At the Greater New York Dental Meeting 2024, Dr. Scott Ganz presented an overview of the Carestream CS 9600 device—a cone-beam computed tomography (CBCT) system—and its accompanying software, which utilizes artificial intelligence algorithms to reduce metal artifacts in 3D images.
Context for clinical practice
The essence of the problem
Artifacts related to metal restorations, dental implants, and orthodontic appliances remain one of the key challenges in interpreting CBCT scans: beam hardening, scatter, and associated distortions reduce the readability of periapical zones, the implant-bone contact area, and the thin cortical plate.
The role of AI in artifact correction
The presentation emphasized that modern machine learning algorithms and neural network models can enhance visualization by automatically identifying and correcting typical artifact patterns.
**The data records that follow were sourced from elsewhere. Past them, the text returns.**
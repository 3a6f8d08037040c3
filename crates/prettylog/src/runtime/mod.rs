//! Runtime module: process lifecycle: logging, boot, run.

pub mod boot;
pub mod run;
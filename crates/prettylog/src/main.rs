use clap::Parser;
use prettylog::cli::Cli;
use prettylog::runtime::{boot, run};

fn main() -> Result<(), Box<dyn std::error::Error>> {
    let cli = Cli::parse();
    boot::init_logging();
    let opts = boot::boot(&cli)?;
    run::run(&opts)?;
    Ok(())
}
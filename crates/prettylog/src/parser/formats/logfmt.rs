use crate::parser::classify::classify;
use crate::parser::traits::*;
use std::iter::Peekable;
use std::str::Chars;

/// Parser for logrus/go-kit style `key=value` lines.
///
/// Decoding is strict: any token the decoder cannot fully consume fails the
/// whole line so it falls back to verbatim output instead of being half
/// rendered.
pub struct LogfmtParser;

impl LogParser for LogfmtParser {
    fn parse(&self, raw: &[u8], candidates: FieldCandidates<'_>) -> Result<StructuredEvent, ParseError> {
        if !raw.contains(&b'=') {
            return Err(ParseError::InvalidFormat("no '=' in line".to_string()));
        }

        let text = std::str::from_utf8(raw).map_err(|_| ParseError::NonUtf8)?;

        let pairs = decode_logfmt(text)?
            .into_iter()
            .map(|(key, value)| (key, FieldValue::Text(value)))
            .collect();

        Ok(classify(pairs, candidates))
    }

    fn format(&self) -> LogFormat {
        LogFormat::Logfmt
    }
}

/// Decode a full logfmt record. Every token must be `key=value`; a bare
/// word fails the record so prose containing a stray `=` is left alone.
pub fn decode_logfmt(text: &str) -> Result<Vec<(String, String)>, ParseError> {
    let mut chars = text.chars().peekable();
    let mut pairs = Vec::new();

    loop {
        while chars.peek().map_or(false, |c| c.is_whitespace()) {
            chars.next();
        }

        let Some(&first) = chars.peek() else {
            return Ok(pairs);
        };

        if first == '=' {
            return Err(ParseError::ParseFailed("unexpected '=' before key".to_string()));
        }

        let mut key = String::new();
        while let Some(&c) = chars.peek() {
            if c == '=' || c.is_whitespace() {
                break;
            }
            if c == '"' {
                return Err(ParseError::ParseFailed(format!("unexpected '\"' in key {:?}", key)));
            }
            key.push(c);
            chars.next();
        }

        if chars.peek() != Some(&'=') {
            return Err(ParseError::ParseFailed(format!("bare key {:?} without value", key)));
        }
        chars.next(); // Consume '='

        let value = match chars.peek() {
            Some('"') => {
                chars.next(); // Consume opening quote
                let value = read_quoted(&mut chars)?;
                if chars.peek().map_or(false, |c| !c.is_whitespace()) {
                    return Err(ParseError::ParseFailed(format!("garbage after quoted value of {:?}", key)));
                }
                value
            }
            _ => read_unquoted(&mut chars, &key)?,
        };

        pairs.push((key, value));
    }
}

fn read_quoted(chars: &mut Peekable<Chars<'_>>) -> Result<String, ParseError> {
    let mut val = String::new();

    while let Some(c) = chars.next() {
        match c {
            '"' => return Ok(val),
            '\\' => {
                let escaped = chars
                    .next()
                    .ok_or_else(|| ParseError::ParseFailed("unterminated escape".to_string()))?;
                match escaped {
                    'n' => val.push('\n'),
                    't' => val.push('\t'),
                    'r' => val.push('\r'),
                    'u' => val.push(read_unicode_escape(chars)?),
                    // \" \\ \/ and anything else: keep the character
                    other => val.push(other),
                }
            }
            _ => val.push(c),
        }
    }

    Err(ParseError::ParseFailed("unterminated quoted value".to_string()))
}

fn read_unicode_escape(chars: &mut Peekable<Chars<'_>>) -> Result<char, ParseError> {
    let high = read_hex4(chars)?;
    if !(0xD800..=0xDBFF).contains(&high) {
        return char::from_u32(high).ok_or_else(|| invalid_escape(high));
    }

    // High surrogate: must be followed by `\u` and a low surrogate
    if chars.next() != Some('\\') || chars.next() != Some('u') {
        return Err(invalid_escape(high));
    }
    let low = read_hex4(chars)?;
    if !(0xDC00..=0xDFFF).contains(&low) {
        return Err(invalid_escape(low));
    }

    let code = 0x10000 + ((high - 0xD800) << 10) + (low - 0xDC00);
    char::from_u32(code).ok_or_else(|| invalid_escape(code))
}

fn read_hex4(chars: &mut Peekable<Chars<'_>>) -> Result<u32, ParseError> {
    let hex: String = chars.by_ref().take(4).collect();
    u32::from_str_radix(&hex, 16)
        .ok()
        .filter(|_| hex.len() == 4)
        .ok_or_else(|| ParseError::ParseFailed(format!("invalid unicode escape \\u{}", hex)))
}

fn invalid_escape(code: u32) -> ParseError {
    ParseError::ParseFailed(format!("invalid unicode escape \\u{:04x}", code))
}

fn read_unquoted(chars: &mut Peekable<Chars<'_>>, key: &str) -> Result<String, ParseError> {
    let mut val = String::new();
    while let Some(&c) = chars.peek() {
        if c.is_whitespace() {
            break;
        }
        if c == '=' || c == '"' {
            return Err(ParseError::ParseFailed(format!("unexpected {:?} in value of {:?}", c, key)));
        }
        val.push(c);
        chars.next();
    }
    Ok(val)
}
This can increase the diagnostic value of images for planning implant treatment, endodontic diagnosis, and assessing bone volume near metal structures.
Features and clinical benefits
- Improved visualization of periapical zones — the reduction of streak and block artifacts around metal objects allows for better assessment of periapical lesions and the condition of the cortical bone.
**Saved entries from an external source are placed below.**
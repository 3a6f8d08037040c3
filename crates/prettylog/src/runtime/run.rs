//! Run: drives stdin through the pipeline onto stdout.

use std::io;

use tracing::info;

use crate::error::{Error, Result};
use crate::render::RenderOptions;
use crate::scanner;

pub fn run(opts: &RenderOptions) -> Result<()> {
    info!("reading stdin...");

    let stdin = io::stdin();
    let stdout = io::stdout();

    match scanner::process(stdin.lock(), stdout.lock(), opts) {
        // A closed pipe downstream (`| head`) is a normal way to stop
        Err(Error::Io(e)) if e.kind() == io::ErrorKind::BrokenPipe => Ok(()),
        other => other,
    }
}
- More accurate implant planning — the reduction of artifacts facilitates adequate assessment of bone volume and density in the implant placement area.
- Workflow optimization — the integration of AI software can accelerate the acquisition of “cleaned” images and simplify communication with patients and specialists during multidisciplinary planning.
Limitations and caveats
Despite the benefits, it is important to consider the following points:
- Residual distortions: algorithms do not guarantee complete removal of all artifacts; in some situations, they may create new structural distortions or smooth out fine details.
- Validation of results: it is necessary to compare original and processed DICOM series and document image transformations for clinical verification.
- Does not replace clinical assessment: AI correction is an auxiliary tool; final diagnosis must be based on clinical data, other imaging methods, and clinical experience.
- Standardization and quantitative parameters: grayscale density values (HU) in CBCT are not absolute and can be further distorted by processing—overreliance on quantitative metrics after artifact correction should be avoided.
Recommendations for practicing dentists
Integration into clinical protocol
- Test the algorithm on a control sample of clinical cases with known findings before relying on it for routine diagnostics.
- Store the original unprocessed DICOM data together with the processed series for audit and comparative evaluation.
- Train the team in image interpretation to recognize typical side effects of MAR (metal artifact reduction) to avoid diagnostic errors.
Verification and documentation
When using AI processing, it is important to document the software version and processing parameters in the patient’s medical record. When planning surgical interventions, it is recommended to verify key dimensions and anatomical landmarks on unprocessed images or if alternative imaging data is available.
Expert commentary
As a consulting radiologist or dental diagnostician, I note that the integration of AI-based MAR algorithms is a logical step in the evolution of 3D imaging. However, the key to safe and effective use remains strict validation protocols and critical evaluation of results. Practicing dentists benefit from collaborating with radiologists and manufacturers to understand the limitations of specific MAR implementations and to optimize scanning parameters (FOV, exposure, positioning) to minimize artifacts at the acquisition stage.
Inference
Dr. Scott Ganz’s presentation at GNYDM 2024 introduced a combined solution: the Carestream CS 9600 device paired with AI-powered software to mitigate the impact of metal artifacts on imaging. Such technologies have the potential to enhance the diagnostic value of CBCT images in clinical scenarios involving metal restorations and implants, but require careful integration into clinical practice, validation, and retention of raw data for quality control.